What advice would you give a young girl who wants to be a dentist or dental hygienist?

“It is a wonderful profession. You will make lasting friendships and relationships. You will be helping people and giving them a great smile! It is one of those professions that will allow you to have a family and still be able to work. You need to work hard at your studies and get good grades, be involved in other activities, volunteer at a dental office when you are old enough to learn more, and find a dentist to be a mentor. If you are doing a science project, do something about the mouth or teeth or some of the new things in dentistry.

“You may want to consider learning Spanish for this could help you a lot in your practice and communicating with your patients. 

“You will work with your hands, have a keen eye for details, do some problem solving, and educate your patients.

“Art classes or any arts and crafts things like knitting, sewing, origami, sculpting, etc. will be great help with some hand skills for dentistry use a lot of artistic ability in what we do.

“Once in high school and college you will also want to see what the dental schools’ requirements are and what courses and activities you need to take and do to get into dental school. Apply early, have good letters of recommendation, and write some great essays showing your passion and why you want to be a dentist.

“There were not very many women in dental school or dentistry in my day, and I feel we paved the way for women in dentistry today. There were very few women back then, so it was not easy to find a woman dentist to be your mentor, but today we are the mentors for those dental students and dentists who have graduated after us.”

Sarah N. Arafat, DDS

What made you choose to pursue a career in dentistry?

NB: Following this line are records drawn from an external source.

use std::path::PathBuf;

use super::*;

use crate::aggregate::{FileReport, RunTotals};
use crate::classify::ScanCounters;

fn sample_reports() -> Vec<FileReport> {
    vec![
        FileReport {
            path: PathBuf::from("src/main.rs"),
            language: "Rust".to_string(),
            counters: ScanCounters {
                non_blank: 80,
                commented: 20,
            },
        },
        FileReport {
            path: PathBuf::from("lib/util.py"),
            language: "Python".to_string(),
            counters: ScanCounters {
                non_blank: 20,
                commented: 5,
            },
        },
    ]
}

#[test]
fn totals_lines_are_always_present() {
    let reports = sample_reports();
    let totals = RunTotals::from_reports(&reports);
    let output = TextFormatter::new(false).format(&reports, &totals).unwrap();

    assert!(output.contains("Files scanned: 2"));
    assert!(output.contains("Total non-blank lines: 100"));
    assert!(output.contains("Total commented lines: 25"));
    assert!(output.contains("Comment density: 25.0%"));
}

#[test]
fn per_file_rows_appear_when_enabled() {
    let reports = sample_reports();
    let totals = RunTotals::from_reports(&reports);
    let output = TextFormatter::new(true).format(&reports, &totals).unwrap();

    assert!(output.contains("src/main.rs"));
    assert!(output.contains("[Rust]"));
    assert!(output.contains("lib/util.py"));
}

#[test]
fn per_file_rows_suppressed_when_disabled() {
    let reports = sample_reports();
    let totals = RunTotals::from_reports(&reports);
    let output = TextFormatter::new(false).format(&reports, &totals).unwrap();

    assert!(!output.contains("src/main.rs"));
}

#[test]
fn empty_run_formats_cleanly() {
    let totals = RunTotals::new();
    let output = TextFormatter::new(true).format(&[], &totals).unwrap();

    assert!(output.contains("Files scanned: 0"));
    assert!(output.contains("Comment density: 0.0%"));
}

“I knew I wanted to be in health care and be a direct provider to help those in need. Dentistry was the best for me. As a woman in medicine, I can pursue both my professional and personal passions without compromising family life.”

What drew you to your specialty?

“I love dentistry and knew I loved working with children. It was perfect fit. I am so happy and honored to be part of the Advanced Education in Pediatric Dentistry Program.”

What would you say is the biggest accomplishment of your career?

“Pursuing this highly sought-after specialty while also being a new mom. It’s been a very trying time, but it’s also been my biggest accomplishment to date.”

What’s the best part about what you do every day?

“Seeing the children and using behavior guidance techniques to change their perception of the ‘big scary doctor’s office.’ Here we play games, sing songs, watch TV, and even have prizes and stickers! We have fun every day.”

Who are some of your mentors?

“All my mentors I have found within UTHealth School of Dentistry. It has been such an incredible experience being taught by some of the most talented women. Dr. Shelly Patel has been my guiding light for so many years, not just for professional life but also personal. I feel so lucky to have her in life. She teaches me so much just by being her.”

What are some examples of how you mentor now?

“I try to be a mentor to all the young professionals that have asked for my guidance. I often let them know that I too am trying to figure things out, but we can always figure things out together! I speak of my experiences, what has helped me get to where I am, and how to pursue professional passions while balancing family life.”

What does the industry need to do to continue improving the workplace for women?

“It needs to be more inclusive. I feel as though there are gaps in making women feel safe in her working professional environment. For example, mental health days are needed, especially for all the women that wear so many hats (mother, wife, professional, etc.). A day or even a couple hours to herself during the week would help her be a better version of herself, to refresh, regain, and recharge.”

What advice would you give a young girl who wants to be a dentist or dental hygienist?

“Talk to female dentist and hygienists. Get their perspective — What helped them get to where they are, how to pursue the respected field, and how do they feel about their professions. The more information the better.”